▸ **Required action**:
Using the records below, write out again exactly the lines that begin at the line containing "balancer pool integration" and end at the line containing "async fn list_target_groups(&self) -> Result<Vec<String>>;", and no other lines.

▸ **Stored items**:
######

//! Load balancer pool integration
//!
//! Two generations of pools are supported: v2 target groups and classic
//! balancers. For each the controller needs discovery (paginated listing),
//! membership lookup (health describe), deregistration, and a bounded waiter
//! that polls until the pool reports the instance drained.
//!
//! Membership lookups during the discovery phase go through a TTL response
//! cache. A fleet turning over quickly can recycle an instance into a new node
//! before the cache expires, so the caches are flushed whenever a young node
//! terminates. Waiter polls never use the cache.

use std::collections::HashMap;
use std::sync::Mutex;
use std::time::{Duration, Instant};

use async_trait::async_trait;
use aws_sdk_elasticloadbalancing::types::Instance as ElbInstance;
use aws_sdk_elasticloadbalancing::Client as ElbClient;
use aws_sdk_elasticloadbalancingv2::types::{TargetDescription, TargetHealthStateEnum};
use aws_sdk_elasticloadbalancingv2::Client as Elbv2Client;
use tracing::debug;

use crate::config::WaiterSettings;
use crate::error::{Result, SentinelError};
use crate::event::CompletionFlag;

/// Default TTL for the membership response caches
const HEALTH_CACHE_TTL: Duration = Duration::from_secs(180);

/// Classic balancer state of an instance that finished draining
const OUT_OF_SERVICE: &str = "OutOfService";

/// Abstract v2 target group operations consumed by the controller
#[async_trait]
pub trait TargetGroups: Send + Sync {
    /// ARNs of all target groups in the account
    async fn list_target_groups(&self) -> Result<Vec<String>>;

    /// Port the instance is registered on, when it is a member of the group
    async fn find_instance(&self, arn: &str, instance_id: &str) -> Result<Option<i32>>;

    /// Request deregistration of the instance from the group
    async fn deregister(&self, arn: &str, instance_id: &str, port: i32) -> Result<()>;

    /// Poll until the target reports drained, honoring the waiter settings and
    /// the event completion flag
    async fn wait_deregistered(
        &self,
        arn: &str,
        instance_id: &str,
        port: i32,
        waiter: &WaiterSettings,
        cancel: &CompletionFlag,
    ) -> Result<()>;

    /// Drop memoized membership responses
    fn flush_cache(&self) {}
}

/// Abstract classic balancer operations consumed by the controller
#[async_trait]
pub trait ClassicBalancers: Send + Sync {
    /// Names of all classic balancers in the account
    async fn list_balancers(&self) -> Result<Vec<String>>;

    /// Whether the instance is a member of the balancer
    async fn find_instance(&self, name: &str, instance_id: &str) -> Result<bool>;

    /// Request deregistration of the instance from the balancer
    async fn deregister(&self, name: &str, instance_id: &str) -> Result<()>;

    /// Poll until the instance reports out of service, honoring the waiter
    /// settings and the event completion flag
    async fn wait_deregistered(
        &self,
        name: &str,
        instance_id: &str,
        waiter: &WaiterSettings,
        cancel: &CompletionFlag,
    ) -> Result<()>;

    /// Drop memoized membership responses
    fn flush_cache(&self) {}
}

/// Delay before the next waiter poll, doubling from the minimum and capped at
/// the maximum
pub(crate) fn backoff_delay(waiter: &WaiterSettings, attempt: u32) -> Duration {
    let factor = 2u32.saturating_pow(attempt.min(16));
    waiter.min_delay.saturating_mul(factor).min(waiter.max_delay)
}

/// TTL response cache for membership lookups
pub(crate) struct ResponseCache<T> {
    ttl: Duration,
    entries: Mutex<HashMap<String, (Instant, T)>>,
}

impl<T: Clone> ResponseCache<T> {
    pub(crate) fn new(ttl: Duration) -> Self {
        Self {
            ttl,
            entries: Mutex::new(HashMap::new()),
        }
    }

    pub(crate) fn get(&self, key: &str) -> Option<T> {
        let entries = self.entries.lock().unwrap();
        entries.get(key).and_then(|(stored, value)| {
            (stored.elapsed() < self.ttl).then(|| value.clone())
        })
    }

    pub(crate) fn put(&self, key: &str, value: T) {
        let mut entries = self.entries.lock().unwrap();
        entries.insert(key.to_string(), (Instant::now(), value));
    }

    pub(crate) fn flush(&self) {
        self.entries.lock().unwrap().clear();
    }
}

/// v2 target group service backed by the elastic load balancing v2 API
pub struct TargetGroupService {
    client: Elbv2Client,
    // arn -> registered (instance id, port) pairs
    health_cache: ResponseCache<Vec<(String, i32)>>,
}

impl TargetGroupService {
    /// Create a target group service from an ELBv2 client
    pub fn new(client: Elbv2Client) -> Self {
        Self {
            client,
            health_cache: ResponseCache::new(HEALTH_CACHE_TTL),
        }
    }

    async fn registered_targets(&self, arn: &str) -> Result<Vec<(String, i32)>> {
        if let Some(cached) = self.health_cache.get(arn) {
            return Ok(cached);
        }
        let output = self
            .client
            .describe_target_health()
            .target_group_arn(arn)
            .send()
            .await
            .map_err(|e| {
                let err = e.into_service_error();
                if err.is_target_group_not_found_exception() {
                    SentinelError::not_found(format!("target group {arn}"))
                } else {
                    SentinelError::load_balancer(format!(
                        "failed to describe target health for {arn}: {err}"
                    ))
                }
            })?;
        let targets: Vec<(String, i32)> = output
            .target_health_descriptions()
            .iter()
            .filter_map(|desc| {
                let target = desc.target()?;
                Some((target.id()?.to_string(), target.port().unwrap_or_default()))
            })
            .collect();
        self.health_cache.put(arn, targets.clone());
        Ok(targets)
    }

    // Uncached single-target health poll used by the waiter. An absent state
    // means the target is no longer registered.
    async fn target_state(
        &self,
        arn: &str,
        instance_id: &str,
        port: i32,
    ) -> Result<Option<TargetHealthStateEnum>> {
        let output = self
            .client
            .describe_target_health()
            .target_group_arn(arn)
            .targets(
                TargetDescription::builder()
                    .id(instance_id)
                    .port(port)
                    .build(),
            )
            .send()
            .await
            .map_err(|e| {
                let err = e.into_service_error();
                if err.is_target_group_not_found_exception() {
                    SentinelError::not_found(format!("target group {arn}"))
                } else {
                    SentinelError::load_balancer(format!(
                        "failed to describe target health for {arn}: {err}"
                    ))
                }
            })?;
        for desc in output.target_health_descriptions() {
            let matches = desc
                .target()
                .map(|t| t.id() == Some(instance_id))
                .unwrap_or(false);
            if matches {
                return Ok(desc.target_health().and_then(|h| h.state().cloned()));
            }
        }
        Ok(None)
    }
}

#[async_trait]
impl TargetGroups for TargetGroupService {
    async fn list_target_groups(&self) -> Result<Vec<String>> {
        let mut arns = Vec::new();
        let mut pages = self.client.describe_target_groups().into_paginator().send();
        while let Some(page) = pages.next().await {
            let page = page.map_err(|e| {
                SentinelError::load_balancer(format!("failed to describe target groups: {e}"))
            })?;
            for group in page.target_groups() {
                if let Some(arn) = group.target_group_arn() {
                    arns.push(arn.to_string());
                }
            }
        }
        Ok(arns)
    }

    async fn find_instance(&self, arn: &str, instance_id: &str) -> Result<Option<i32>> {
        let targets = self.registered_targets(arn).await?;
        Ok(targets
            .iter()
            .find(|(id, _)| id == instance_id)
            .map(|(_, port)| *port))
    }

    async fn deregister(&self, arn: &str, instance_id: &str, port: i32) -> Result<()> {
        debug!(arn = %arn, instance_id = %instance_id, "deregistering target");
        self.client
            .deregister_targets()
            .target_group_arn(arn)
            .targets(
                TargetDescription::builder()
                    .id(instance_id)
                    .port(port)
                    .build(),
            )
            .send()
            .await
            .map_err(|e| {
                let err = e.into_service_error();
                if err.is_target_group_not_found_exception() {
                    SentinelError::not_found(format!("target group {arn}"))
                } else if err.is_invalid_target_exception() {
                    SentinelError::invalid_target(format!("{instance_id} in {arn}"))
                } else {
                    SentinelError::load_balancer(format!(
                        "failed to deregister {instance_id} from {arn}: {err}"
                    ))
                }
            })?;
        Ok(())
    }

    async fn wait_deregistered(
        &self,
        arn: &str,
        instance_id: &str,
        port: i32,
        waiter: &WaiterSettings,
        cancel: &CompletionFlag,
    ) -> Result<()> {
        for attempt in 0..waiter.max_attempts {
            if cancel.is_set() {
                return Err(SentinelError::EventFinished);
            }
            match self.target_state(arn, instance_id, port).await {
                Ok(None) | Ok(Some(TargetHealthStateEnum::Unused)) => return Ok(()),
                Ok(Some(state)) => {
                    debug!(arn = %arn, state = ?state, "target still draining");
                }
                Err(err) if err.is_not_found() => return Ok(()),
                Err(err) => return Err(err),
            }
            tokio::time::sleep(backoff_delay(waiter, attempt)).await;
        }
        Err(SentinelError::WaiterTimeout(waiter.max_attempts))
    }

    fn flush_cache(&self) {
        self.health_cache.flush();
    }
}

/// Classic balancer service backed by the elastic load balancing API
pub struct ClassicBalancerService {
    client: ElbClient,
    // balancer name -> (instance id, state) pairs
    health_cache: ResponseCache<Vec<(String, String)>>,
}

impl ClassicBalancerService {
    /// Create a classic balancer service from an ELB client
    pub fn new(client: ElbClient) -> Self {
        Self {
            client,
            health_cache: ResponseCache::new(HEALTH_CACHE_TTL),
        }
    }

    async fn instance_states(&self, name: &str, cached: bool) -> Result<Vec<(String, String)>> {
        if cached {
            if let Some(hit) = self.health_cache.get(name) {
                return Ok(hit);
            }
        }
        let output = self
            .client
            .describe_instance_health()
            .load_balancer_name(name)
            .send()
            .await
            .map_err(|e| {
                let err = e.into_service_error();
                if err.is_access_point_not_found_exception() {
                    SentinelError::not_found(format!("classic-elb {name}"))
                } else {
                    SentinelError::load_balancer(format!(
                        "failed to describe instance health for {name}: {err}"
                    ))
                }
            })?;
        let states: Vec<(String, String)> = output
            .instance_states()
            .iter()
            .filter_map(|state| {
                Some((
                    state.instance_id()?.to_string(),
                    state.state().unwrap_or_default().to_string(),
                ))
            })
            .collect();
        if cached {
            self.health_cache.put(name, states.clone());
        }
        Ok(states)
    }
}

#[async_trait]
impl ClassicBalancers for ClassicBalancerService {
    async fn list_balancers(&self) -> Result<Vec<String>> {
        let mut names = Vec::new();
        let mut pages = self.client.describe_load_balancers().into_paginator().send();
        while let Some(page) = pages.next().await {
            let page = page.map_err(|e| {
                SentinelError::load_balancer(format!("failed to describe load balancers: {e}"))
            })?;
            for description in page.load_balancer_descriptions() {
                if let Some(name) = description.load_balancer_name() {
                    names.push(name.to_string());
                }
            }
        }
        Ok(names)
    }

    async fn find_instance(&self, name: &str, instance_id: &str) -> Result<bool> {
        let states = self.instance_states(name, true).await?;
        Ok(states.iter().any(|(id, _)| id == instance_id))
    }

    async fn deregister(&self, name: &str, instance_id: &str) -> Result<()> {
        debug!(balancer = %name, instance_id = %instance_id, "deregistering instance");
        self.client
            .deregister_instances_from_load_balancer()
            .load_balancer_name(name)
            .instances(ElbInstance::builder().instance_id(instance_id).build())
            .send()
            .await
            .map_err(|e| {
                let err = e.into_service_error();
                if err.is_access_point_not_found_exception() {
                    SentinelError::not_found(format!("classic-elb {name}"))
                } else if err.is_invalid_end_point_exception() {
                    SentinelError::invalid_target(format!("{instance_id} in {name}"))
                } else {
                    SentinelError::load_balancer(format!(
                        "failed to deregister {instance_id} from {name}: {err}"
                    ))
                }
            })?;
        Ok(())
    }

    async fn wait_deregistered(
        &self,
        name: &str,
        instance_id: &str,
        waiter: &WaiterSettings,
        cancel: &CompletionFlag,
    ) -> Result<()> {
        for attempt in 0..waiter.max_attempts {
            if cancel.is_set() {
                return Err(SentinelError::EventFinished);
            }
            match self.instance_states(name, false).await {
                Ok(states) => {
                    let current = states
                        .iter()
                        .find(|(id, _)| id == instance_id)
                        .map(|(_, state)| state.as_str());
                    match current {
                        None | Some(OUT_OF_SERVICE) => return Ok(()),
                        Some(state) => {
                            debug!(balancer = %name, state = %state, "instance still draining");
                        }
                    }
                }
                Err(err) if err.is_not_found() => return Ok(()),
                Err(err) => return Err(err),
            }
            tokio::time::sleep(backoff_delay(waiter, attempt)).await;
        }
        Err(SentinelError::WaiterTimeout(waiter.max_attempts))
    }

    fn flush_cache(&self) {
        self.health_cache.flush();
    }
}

######

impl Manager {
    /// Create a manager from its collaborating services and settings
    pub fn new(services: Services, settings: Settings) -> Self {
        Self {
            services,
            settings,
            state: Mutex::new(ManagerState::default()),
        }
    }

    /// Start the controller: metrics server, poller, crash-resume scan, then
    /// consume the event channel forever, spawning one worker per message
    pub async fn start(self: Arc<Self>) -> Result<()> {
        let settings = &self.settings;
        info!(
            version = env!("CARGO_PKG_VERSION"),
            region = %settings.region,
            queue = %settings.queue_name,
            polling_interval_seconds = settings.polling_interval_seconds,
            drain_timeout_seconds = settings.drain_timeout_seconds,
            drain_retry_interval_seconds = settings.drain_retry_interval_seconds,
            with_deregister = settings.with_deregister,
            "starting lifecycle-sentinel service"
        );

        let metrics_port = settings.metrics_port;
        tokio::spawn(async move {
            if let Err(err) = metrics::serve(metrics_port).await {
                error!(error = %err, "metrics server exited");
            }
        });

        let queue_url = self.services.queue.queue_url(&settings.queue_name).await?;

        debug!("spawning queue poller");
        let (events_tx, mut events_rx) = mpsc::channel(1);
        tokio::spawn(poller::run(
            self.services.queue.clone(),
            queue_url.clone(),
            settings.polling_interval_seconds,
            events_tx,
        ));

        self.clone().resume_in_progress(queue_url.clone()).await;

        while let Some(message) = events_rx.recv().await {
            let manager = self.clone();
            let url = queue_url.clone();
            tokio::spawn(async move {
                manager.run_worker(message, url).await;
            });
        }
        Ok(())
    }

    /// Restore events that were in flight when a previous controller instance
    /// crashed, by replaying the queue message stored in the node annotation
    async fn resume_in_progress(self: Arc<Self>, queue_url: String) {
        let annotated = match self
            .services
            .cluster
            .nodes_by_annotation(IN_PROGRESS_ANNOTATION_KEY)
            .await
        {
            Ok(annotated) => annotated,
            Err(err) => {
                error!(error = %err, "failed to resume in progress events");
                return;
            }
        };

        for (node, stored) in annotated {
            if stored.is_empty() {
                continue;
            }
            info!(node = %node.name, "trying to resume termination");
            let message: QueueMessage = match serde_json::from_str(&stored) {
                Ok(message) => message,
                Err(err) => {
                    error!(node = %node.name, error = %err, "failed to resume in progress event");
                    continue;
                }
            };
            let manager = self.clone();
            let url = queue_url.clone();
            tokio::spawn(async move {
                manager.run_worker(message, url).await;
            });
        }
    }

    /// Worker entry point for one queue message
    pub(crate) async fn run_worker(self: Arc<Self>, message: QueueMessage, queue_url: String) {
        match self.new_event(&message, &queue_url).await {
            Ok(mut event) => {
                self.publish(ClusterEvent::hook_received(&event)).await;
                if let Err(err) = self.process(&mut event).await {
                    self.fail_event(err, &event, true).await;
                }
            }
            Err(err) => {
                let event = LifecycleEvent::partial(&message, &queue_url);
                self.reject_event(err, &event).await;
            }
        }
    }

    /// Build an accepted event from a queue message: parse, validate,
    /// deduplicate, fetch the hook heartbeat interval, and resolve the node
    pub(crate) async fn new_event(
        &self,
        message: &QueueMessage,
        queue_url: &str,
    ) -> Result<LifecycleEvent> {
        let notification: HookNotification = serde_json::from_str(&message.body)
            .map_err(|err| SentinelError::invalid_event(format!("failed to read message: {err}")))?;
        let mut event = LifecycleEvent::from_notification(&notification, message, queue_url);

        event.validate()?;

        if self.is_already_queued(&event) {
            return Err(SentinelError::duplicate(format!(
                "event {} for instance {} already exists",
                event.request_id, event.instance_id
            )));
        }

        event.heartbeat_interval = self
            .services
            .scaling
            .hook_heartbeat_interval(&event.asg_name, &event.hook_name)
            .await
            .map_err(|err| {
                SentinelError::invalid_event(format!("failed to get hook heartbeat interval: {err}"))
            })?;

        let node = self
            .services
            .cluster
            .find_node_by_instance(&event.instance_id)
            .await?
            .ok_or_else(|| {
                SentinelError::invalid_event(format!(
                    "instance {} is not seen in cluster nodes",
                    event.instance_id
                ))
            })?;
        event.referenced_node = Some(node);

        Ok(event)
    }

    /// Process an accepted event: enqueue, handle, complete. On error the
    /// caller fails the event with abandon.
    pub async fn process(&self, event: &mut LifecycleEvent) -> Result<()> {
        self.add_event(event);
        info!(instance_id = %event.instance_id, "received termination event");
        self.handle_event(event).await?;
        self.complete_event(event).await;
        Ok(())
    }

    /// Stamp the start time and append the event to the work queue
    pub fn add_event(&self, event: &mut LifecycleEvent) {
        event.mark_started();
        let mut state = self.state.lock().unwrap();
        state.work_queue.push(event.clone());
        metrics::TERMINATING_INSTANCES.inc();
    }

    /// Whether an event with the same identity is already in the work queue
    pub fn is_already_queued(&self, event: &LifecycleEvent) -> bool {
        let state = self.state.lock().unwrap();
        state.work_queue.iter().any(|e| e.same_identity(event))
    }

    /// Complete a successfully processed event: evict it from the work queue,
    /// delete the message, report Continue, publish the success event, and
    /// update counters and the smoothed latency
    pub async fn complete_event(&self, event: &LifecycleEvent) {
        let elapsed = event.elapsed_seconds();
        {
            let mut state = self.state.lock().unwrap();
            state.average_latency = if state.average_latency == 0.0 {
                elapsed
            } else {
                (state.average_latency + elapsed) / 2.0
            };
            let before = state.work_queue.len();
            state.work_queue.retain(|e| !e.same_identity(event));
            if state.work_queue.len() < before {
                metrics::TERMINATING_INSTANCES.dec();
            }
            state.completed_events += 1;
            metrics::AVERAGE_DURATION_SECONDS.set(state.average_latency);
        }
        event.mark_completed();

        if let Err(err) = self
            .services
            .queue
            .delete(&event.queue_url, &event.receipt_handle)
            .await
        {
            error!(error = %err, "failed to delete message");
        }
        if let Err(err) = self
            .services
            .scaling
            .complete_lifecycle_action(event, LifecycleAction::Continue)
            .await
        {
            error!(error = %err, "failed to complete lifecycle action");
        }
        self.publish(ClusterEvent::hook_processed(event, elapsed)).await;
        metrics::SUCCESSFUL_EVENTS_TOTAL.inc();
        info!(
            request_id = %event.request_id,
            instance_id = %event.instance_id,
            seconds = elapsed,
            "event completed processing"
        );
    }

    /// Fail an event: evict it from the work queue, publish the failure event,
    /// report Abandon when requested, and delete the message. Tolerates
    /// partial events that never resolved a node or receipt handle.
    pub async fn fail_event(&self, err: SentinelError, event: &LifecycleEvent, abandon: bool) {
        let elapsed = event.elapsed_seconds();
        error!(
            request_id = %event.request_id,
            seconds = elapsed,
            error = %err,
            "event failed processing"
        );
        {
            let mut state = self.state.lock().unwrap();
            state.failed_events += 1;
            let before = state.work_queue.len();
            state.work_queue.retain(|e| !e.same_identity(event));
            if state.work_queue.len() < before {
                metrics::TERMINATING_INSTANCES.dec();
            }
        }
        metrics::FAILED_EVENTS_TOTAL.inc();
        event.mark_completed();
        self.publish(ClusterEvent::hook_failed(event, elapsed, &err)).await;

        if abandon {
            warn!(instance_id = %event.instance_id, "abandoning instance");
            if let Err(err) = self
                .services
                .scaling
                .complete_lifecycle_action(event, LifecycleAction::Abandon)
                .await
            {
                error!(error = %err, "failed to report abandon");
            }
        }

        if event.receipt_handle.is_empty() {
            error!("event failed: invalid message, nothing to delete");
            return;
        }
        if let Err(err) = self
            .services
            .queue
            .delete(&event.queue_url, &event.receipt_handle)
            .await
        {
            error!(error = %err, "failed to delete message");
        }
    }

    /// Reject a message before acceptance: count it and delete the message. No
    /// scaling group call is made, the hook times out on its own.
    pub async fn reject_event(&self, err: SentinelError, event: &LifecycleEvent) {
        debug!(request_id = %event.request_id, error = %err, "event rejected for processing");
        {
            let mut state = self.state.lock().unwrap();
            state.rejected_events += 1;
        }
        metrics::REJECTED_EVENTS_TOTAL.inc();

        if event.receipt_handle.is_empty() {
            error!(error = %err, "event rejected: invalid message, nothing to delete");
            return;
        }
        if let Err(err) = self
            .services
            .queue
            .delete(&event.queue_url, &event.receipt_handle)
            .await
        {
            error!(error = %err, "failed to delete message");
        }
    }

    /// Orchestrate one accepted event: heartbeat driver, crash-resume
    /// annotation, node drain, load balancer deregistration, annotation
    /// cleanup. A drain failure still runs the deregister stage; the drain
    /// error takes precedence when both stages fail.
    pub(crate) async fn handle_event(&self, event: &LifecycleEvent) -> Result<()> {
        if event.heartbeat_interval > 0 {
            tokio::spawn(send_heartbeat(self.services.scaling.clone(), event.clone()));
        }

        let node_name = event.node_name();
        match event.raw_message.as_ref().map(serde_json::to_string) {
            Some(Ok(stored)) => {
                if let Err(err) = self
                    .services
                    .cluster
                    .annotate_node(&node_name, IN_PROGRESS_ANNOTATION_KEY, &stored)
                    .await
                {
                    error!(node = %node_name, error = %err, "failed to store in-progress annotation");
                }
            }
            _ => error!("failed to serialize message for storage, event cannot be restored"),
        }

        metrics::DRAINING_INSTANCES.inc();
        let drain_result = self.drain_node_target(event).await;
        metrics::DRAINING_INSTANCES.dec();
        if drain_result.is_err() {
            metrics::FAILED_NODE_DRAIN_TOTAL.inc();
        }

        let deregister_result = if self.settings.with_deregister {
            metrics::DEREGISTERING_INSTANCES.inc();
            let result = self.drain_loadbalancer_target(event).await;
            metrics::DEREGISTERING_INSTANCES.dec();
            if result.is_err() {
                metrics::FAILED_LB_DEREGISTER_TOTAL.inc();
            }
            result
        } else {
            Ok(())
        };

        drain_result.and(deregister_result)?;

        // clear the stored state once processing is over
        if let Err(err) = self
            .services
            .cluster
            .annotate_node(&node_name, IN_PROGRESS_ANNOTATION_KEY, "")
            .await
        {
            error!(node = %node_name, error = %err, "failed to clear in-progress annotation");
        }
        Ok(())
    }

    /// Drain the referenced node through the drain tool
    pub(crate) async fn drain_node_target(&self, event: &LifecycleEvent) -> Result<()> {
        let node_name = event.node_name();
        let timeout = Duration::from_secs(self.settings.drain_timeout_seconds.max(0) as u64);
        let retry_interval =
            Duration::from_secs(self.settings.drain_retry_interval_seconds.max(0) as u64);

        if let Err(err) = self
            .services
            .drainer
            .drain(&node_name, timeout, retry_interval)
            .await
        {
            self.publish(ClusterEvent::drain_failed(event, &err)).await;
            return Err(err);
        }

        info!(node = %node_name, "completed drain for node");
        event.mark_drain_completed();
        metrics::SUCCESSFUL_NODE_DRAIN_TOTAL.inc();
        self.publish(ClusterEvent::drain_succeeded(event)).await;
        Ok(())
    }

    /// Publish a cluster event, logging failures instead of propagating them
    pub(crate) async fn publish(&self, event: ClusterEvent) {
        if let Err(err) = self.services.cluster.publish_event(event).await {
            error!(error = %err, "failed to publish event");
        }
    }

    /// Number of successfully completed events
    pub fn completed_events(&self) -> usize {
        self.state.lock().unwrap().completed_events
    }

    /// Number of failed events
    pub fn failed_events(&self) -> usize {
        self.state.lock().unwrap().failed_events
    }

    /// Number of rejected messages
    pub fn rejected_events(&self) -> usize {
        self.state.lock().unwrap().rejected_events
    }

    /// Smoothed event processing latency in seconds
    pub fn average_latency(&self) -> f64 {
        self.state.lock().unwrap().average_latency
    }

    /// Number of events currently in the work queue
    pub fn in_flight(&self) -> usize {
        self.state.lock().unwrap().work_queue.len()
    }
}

######

▸ **Exercise solution**:
//! Load balancer pool integration
//!
//! Two generations of pools are supported: v2 target groups and classic
//! balancers. For each the controller needs discovery (paginated listing),
//! membership lookup (health describe), deregistration, and a bounded waiter
//! that polls until the pool reports the instance drained.
//!
//! Membership lookups during the discovery phase go through a TTL response
//! cache. A fleet turning over quickly can recycle an instance into a new node
//! before the cache expires, so the caches are flushed whenever a young node
//! terminates. Waiter polls never use the cache.

use std::collections::HashMap;
use std::sync::Mutex;
use std::time::{Duration, Instant};

use async_trait::async_trait;
use aws_sdk_elasticloadbalancing::types::Instance as ElbInstance;
use aws_sdk_elasticloadbalancing::Client as ElbClient;
use aws_sdk_elasticloadbalancingv2::types::{TargetDescription, TargetHealthStateEnum};
use aws_sdk_elasticloadbalancingv2::Client as Elbv2Client;
use tracing::debug;

use crate::config::WaiterSettings;
use crate::error::{Result, SentinelError};
use crate::event::CompletionFlag;

/// Default TTL for the membership response caches
const HEALTH_CACHE_TTL: Duration = Duration::from_secs(180);

/// Classic balancer state of an instance that finished draining
const OUT_OF_SERVICE: &str = "OutOfService";

/// Abstract v2 target group operations consumed by the controller
#[async_trait]
pub trait TargetGroups: Send + Sync {
    /// ARNs of all target groups in the account
    async fn list_target_groups(&self) -> Result<Vec<String>>;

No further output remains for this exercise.